Have you ever heard someone say, or perhaps thought it yourself, “I know this is wrong, but I’m going to do it anyway. Afterwards, I’ll ask God to forgive me.” David called this presumptuous sin, presuming on God’s grace when we don’t have a truly repentant heart.
Isaiah 21 & 22
2 Corinthians 7.1-16
Presumptuous Sin & God’s Grace
Are you willing to make someone “sorry”?
In a previous letter Paul had rebuked the Corinthians for their unbiblical behavior. In verses 8-12 Paul followed up and revealed the reason he was willing to say things that were hard to say and hard to hear:
8 For even if I made you sorry with my letter, I do not regret it; though I did regret it. For I perceive that the same epistle made you sorry, though only for a while. 9 Now I rejoice, not that you were made sorry, but that your sorrow led to repentance. For you were made sorry in a godly manner, that you might suffer loss from us in nothing. 10 For godly sorrow produces repentance leading to salvation, not to be regretted; but the sorrow of the world produces death. 11 For observe this very thing, that you sorrowed in a godly manner. What diligence it produced in you, what clearing of yourselves, what indignation, what fear, what vehement desire, what zeal, what vindication! In all things you proved yourselves to be clear in this matter. 12 Therefore, although I wrote to you, I did not do it for the sake of him who had done the wrong, nor for the sake of him who suffered wrong, but that our care for you in the sight of God might appear to you.
Sometimes we must be willing to speak the truth in love even if it means offending someone, risking our friendship with them, or not being liked. No one wants to do so unnecessarily, but when we see a pattern of sin in someone’s life, Galatians 6 tells us:
1 Brethren, if a man is overtaken in any trespass, you who are spiritual restore such a one in a spirit of gentleness, considering yourself lest you also be tempted. 2 Bear one another’s burdens, and so fulfill the law of Christ.

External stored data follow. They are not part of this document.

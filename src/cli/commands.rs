//! CLI command implementations
//!
//! All commands are read-only: they stream a record file through the
//! reader and report what they find. Corruption halts the stream
//! immediately per FORMAT.md §4; the failure reaches stderr as a log
//! event and the process exits non-zero.

use std::path::Path;

use serde_json::json;

use crate::observability::Logger;
use crate::record::{RecordReader, FRAME_OVERHEAD};

use super::args::Command;
use super::errors::CliResult;

/// Dispatch a parsed command.
pub fn run_command(command: Command) -> CliResult<()> {
    match command {
        Command::Verify { file } => verify(&file),
        Command::Count { file } => count(&file),
        Command::Stats { file } => stats(&file),
    }
}

/// Streams the whole file, halting on the first corruption.
///
/// On success prints a JSON summary to stdout. On failure the record
/// error (with its code and frame offset) propagates to the caller
/// after an ERROR log event.
pub fn verify(path: &Path) -> CliResult<()> {
    let file = path.display().to_string();
    Logger::info("VERIFY_START", &[("file", file.as_str())]);

    let mut reader = RecordReader::open(path)?;
    let mut payload_bytes: u64 = 0;

    loop {
        match reader.read_next() {
            Ok(Some(payload)) => payload_bytes += payload.len() as u64,
            Ok(None) => break,
            Err(e) => {
                let records_read = reader.records_read().to_string();
                Logger::error(
                    "VERIFY_FAILED",
                    &[
                        ("code", e.kind().code()),
                        ("file", file.as_str()),
                        ("records_read", records_read.as_str()),
                    ],
                );
                return Err(e.into());
            }
        }
    }

    let records = reader.records_read().to_string();
    Logger::info(
        "VERIFY_COMPLETE",
        &[("file", file.as_str()), ("records", records.as_str())],
    );

    let summary = json!({
        "file": path.display().to_string(),
        "records": reader.records_read(),
        "payload_bytes": payload_bytes,
        "total_bytes": reader.current_offset(),
    });
    println!("{}", summary);
    Ok(())
}

/// Prints the number of records in the file.
pub fn count(path: &Path) -> CliResult<()> {
    let mut reader = RecordReader::open(path)?;
    while reader.read_next()?.is_some() {}
    println!("{}", reader.records_read());
    Ok(())
}

/// Prints record count and payload size statistics as JSON.
pub fn stats(path: &Path) -> CliResult<()> {
    let mut reader = RecordReader::open(path)?;

    let mut records: u64 = 0;
    let mut payload_bytes: u64 = 0;
    let mut min_payload: Option<u64> = None;
    let mut max_payload: u64 = 0;

    while let Some(payload) = reader.read_next()? {
        let len = payload.len() as u64;
        records += 1;
        payload_bytes += len;
        min_payload = Some(min_payload.map_or(len, |m| m.min(len)));
        max_payload = max_payload.max(len);
    }

    let summary = json!({
        "file": path.display().to_string(),
        "records": records,
        "payload_bytes": payload_bytes,
        "frame_overhead_bytes": records * FRAME_OVERHEAD as u64,
        "min_payload_bytes": min_payload.unwrap_or(0),
        "max_payload_bytes": max_payload,
        "mean_payload_bytes": if records > 0 { payload_bytes / records } else { 0 },
    });
    println!("{}", summary);
    Ok(())
}
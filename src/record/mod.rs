//! Framed record container
//!
//! The writer serializes opaque payloads into self-describing,
//! corruption-detectable frames; the reader streams them back while
//! verifying integrity. Payload contents are never inspected here.
//!
//! # Design Principles
//!
//! - Byte-for-byte interoperability with the TFRecord container format
//! - Explicit failure over silent recovery
//! - Length checksum verified before the payload is touched
//!
//! # Frame Format (FORMAT.md §1)
//!
//! ```text
//! ┌───────────────────────────────────────────────────┐
//! │ Frame 1                                           │
//! │ ┌────────────┬──────────────┬─────────┬─────────┐ │
//! │ │ length (8) │ len crc (4)  │ payload │ crc (4) │ │
//! │ └────────────┴──────────────┴─────────┴─────────┘ │
//! ├───────────────────────────────────────────────────┤
//! │ Frame 2                                           │
//! │ ┌────────────┬──────────────┬─────────┬─────────┐ │
//! │ │ length (8) │ len crc (4)  │ payload │ crc (4) │ │
//! │ └────────────┴──────────────┴─────────┴─────────┘ │
//! └───────────────────────────────────────────────────┘
//! ```
//!
//! All integer fields are little-endian; both checksums are masked
//! CRC-32C values (see [`crate::checksum`]).

mod errors;
mod frame;
mod reader;
mod writer;

pub use errors::{RecordError, RecordErrorKind, RecordResult};
pub use frame::{frame_size, CHECKSUM_SIZE, FOOTER_SIZE, FRAME_OVERHEAD, HEADER_SIZE, LENGTH_SIZE};
pub use reader::{RecordIterator, RecordReader};
pub use writer::RecordWriter;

Notice that even when we must speak to someone who is caught in a pattern of sin, we are to do it in a spirit of gentleness, examining ourselves first and continually, lest we fall into sin ourselves in the process.

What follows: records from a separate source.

//! Record writer
//!
//! Serializes opaque payloads as frames per FORMAT.md §1. The writer is
//! append-only and keeps no state beyond position counters; emission is
//! atomic only at the byte level of the underlying sink. Per FORMAT.md
//! §5, a write interrupted mid-frame leaves a truncated final frame for
//! readers to report; recovery policy belongs to the caller.

use std::fs::File;
use std::io::{BufWriter, Write};
use std::path::Path;

use super::errors::{RecordError, RecordResult};
use super::frame::{self, frame_size};

/// Writes framed records to an underlying byte sink.
///
/// Works over any `Write`; file-backed construction via [`create`] wraps
/// the file in a `BufWriter`.
///
/// [`create`]: RecordWriter::create
pub struct RecordWriter<W: Write> {
    /// Underlying byte sink
    sink: W,
    /// Byte offset the next frame will start at
    current_offset: u64,
    /// Number of records written so far
    records_written: u64,
}

impl RecordWriter<BufWriter<File>> {
    /// Creates (or truncates) a record file at `path` for writing.
    pub fn create(path: &Path) -> RecordResult<Self> {
        let file = File::create(path).map_err(|e| {
            RecordError::io_failure(
                format!("failed to create record file: {}", path.display()),
                e,
            )
        })?;
        Ok(Self::new(BufWriter::new(file)))
    }

    /// Flushes buffered frames and fsyncs the underlying file.
    ///
    /// Never called implicitly; the format has no per-record durability
    /// contract (FORMAT.md §5).
    pub fn sync(&mut self) -> RecordResult<()> {
        self.flush()?;
        self.sink
            .get_ref()
            .sync_all()
            .map_err(|e| RecordError::io_failure("fsync of record file failed", e))
    }
}

impl<W: Write> RecordWriter<W> {
    /// Wraps an arbitrary byte sink.
    pub fn new(sink: W) -> Self {
        Self {
            sink,
            current_offset: 0,
            records_written: 0,
        }
    }

    /// Writes one payload as a frame.
    ///
    /// Emits, in order: length (u64 LE), masked length checksum (u32 LE),
    /// the raw payload bytes, masked data checksum (u32 LE).
    ///
    /// # Returns
    ///
    /// The total number of bytes written: `8 + 4 + payload.len() + 4`.
    ///
    /// # Errors
    ///
    /// Returns `TFREC_IO_FAILURE` if the sink rejects any of the writes.
    /// The frame may be partially emitted in that case.
    pub fn write(&mut self, payload: &[u8]) -> RecordResult<usize> {
        let length = payload.len() as u64;
        let length_checksum = frame::length_checksum(length);
        let data_checksum = frame::data_checksum(payload);

        self.write_all(&frame::encode_length(length))?;
        self.write_all(&length_checksum.to_le_bytes())?;
        self.write_all(payload)?;
        self.write_all(&data_checksum.to_le_bytes())?;

        let written = frame_size(payload.len());
        self.current_offset += written as u64;
        self.records_written += 1;
        Ok(written)
    }

    fn write_all(&mut self, bytes: &[u8]) -> RecordResult<()> {
        self.sink.write_all(bytes).map_err(|e| {
            RecordError::io_failure(
                format!(
                    "failed to write record frame at offset {}",
                    self.current_offset
                ),
                e,
            )
        })
    }

    /// Flushes any buffering in the sink.
    pub fn flush(&mut self) -> RecordResult<()> {
        self.sink
            .flush()
            .map_err(|e| RecordError::io_failure("failed to flush record sink", e))
    }

    /// Byte offset the next frame will start at.
    pub fn current_offset(&self) -> u64 {
        self.current_offset
    }

    /// Number of records written so far.
    pub fn records_written(&self) -> u64 {
        self.records_written
    }

    /// Flushes and returns the underlying sink.
    pub fn into_inner(mut self) -> RecordResult<W> {
        self.flush()?;
        Ok(self.sink)
    }
}
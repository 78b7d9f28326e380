//! Structured JSON line logger
//!
//! - One log line = one event
//! - Deterministic key ordering (event, severity, then fields sorted)
//! - Synchronous, no buffering

use std::fmt;
use std::io::{self, Write};

/// Log severity levels.
#[derive(Debug, Clone, Copy, PartialEq, Eq, PartialOrd, Ord)]
pub enum Severity {
    /// Normal operations
    Info = 0,
    /// Recoverable issues
    Warn = 1,
    /// Operation failures
    Error = 2,
}

impl Severity {
    /// Returns the string representation.
    pub fn as_str(&self) -> &'static str {
        match self {
            Severity::Info => "INFO",
            Severity::Warn => "WARN",
            Severity::Error => "ERROR",
        }
    }
}

impl fmt::Display for Severity {
    fn fmt(&self, f: &mut fmt::Formatter<'_>) -> fmt::Result {
        write!(f, "{}", self.as_str())
    }
}

/// A structured logger that writes JSON lines.
pub struct Logger;

impl Logger {
    /// Log an event with the given severity and fields to stderr.
    ///
    /// Stderr keeps log lines out of any data the CLI writes to stdout.
    pub fn log(severity: Severity, event: &str, fields: &[(&str, &str)]) {
        Self::log_to_writer(severity, event, fields, &mut io::stderr());
    }

    /// Log at INFO level.
    pub fn info(event: &str, fields: &[(&str, &str)]) {
        Self::log(Severity::Info, event, fields);
    }

    /// Log at WARN level.
    pub fn warn(event: &str, fields: &[(&str, &str)]) {
        Self::log(Severity::Warn, event, fields);
    }

    /// Log at ERROR level.
    pub fn error(event: &str, fields: &[(&str, &str)]) {
        Self::log(Severity::Error, event, fields);
    }

    /// Internal log implementation that writes to a given writer.
    fn log_to_writer<W: Write>(
        severity: Severity,
        event: &str,
        fields: &[(&str, &str)],
        writer: &mut W,
    ) {
        // Build JSON manually to keep key ordering deterministic.
        let mut output = String::with_capacity(128);

        output.push_str("{\"event\":\"");
        Self::escape_json_string(&mut output, event);
        output.push('"');

        output.push_str(",\"severity\":\"");
        output.push_str(severity.as_str());
        output.push('"');

        let mut sorted_fields: Vec<_> = fields.iter().collect();
        sorted_fields.sort_by_key(|(k, _)| *k);

        for (key, value) in sorted_fields {
            output.push_str(",\"");
            Self::escape_json_string(&mut output, key);
            output.push_str("\":\"");
            Self::escape_json_string(&mut output, value);
            output.push('"');
        }

        output.push('}');
        output.push('\n');

        // One write call per line; logging failure is never fatal.
        let _ = writer.write_all(output.as_bytes());
        let _ = writer.flush();
    }

    /// Escape special characters for JSON strings.
    fn escape_json_string(output: &mut String, s: &str) {
        for c in s.chars() {
            match c {
                '"' => output.push_str("\\\""),
                '\\' => output.push_str("\\\\"),
                '\n' => output.push_str("\\n"),
                '\r' => output.push_str("\\r"),
                '\t' => output.push_str("\\t"),
                c if c.is_control() => {
                    output.push_str(&format!("\\u{:04x}", c as u32));
                }
                c => output.push(c),
            }
        }
    }
}
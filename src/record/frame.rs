//! Frame field layout per FORMAT.md §1
//!
//! Each frame is four consecutive little-endian fields:
//! length (u64), masked length checksum (u32), payload bytes, masked
//! data checksum (u32). A frame is self-contained; no cross-frame state
//! is needed to validate or decode it.

use crate::checksum::masked_crc32c;

/// Size of the length field in bytes.
pub const LENGTH_SIZE: usize = 8;

/// Size of each checksum field in bytes.
pub const CHECKSUM_SIZE: usize = 4;

/// Size of the frame header (length + length checksum).
pub const HEADER_SIZE: usize = LENGTH_SIZE + CHECKSUM_SIZE;

/// Size of the frame footer (data checksum).
pub const FOOTER_SIZE: usize = CHECKSUM_SIZE;

/// Total frame overhead beyond the payload bytes.
pub const FRAME_OVERHEAD: usize = HEADER_SIZE + FOOTER_SIZE;

/// Returns the total on-disk size of a frame for a payload of
/// `payload_len` bytes.
pub fn frame_size(payload_len: usize) -> usize {
    FRAME_OVERHEAD + payload_len
}

/// Encodes a payload length as its on-disk little-endian bytes.
///
/// These are also the exact bytes the length checksum is computed over,
/// per FORMAT.md §1.
pub fn encode_length(length: u64) -> [u8; LENGTH_SIZE] {
    length.to_le_bytes()
}

/// Computes the masked checksum stored alongside a length field.
pub fn length_checksum(length: u64) -> u32 {
    masked_crc32c(&encode_length(length))
}

/// Computes the masked checksum stored alongside payload bytes.
pub fn data_checksum(payload: &[u8]) -> u32 {
    masked_crc32c(payload)
}

#[cfg(test)]
mod tests {
    use super::*;

    #[test]
    fn test_frame_overhead_is_sixteen_bytes() {
        assert_eq!(FRAME_OVERHEAD, 16);
        assert_eq!(frame_size(0), 16);
        assert_eq!(frame_size(100), 116);
    }

    #[test]
    fn test_encode_length_is_little_endian() {
        assert_eq!(encode_length(1), [1, 0, 0, 0, 0, 0, 0, 0]);
        assert_eq!(
            encode_length(0x0102_0304_0506_0708),
            [0x08, 0x07, 0x06, 0x05, 0x04, 0x03, 0x02, 0x01]
        );
    }

    #[test]
    fn test_length_checksum_depends_on_length() {
        assert_ne!(length_checksum(0), length_checksum(1));
    }
}
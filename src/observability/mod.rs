//! Observability for the tfrec CLI
//!
//! Structured JSON line logging: one event per line, deterministic key
//! ordering, synchronous, no buffering. The library layer stays silent;
//! only the CLI logs.

mod logger;

pub use logger::{Logger, Severity};
//! CLI module for tfrec
//!
//! Provides the command-line surface:
//! - verify: stream a record file, halt on first corruption
//! - count: print the record count
//! - stats: print payload size statistics as JSON

mod args;
mod commands;
mod errors;

pub use args::{Cli, Command};
pub use commands::{count, run_command, stats, verify};
pub use errors::{CliError, CliResult};

/// Parse arguments and run the selected command.
pub fn run() -> CliResult<()> {
    let cli = Cli::parse_args();
    run_command(cli.command)
}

On another note, as I reread today’s reading I started contemplating MacArthur’s notes on verse 1. In reference to the phrase “let us cleanse ourselves from all filthiness of the flesh and spirit,” he says, “False religion panders to the human appetites represented by both ‘flesh and spirit’.”
I believe that is the reason men and women can appear religious on the outside, even being priests or pastors or involved in ministry in some other way, while excusing drunkenness, sexual immorality, theft, or other sins. Their religious activity sometimes causes them to believe they have somehow earned a little favor or collateral with God.
On other occasions, they excuse immoral sexual appetites like adultery, fornication, homosexuality, or child molestation by rationalizing about “all the good they do.”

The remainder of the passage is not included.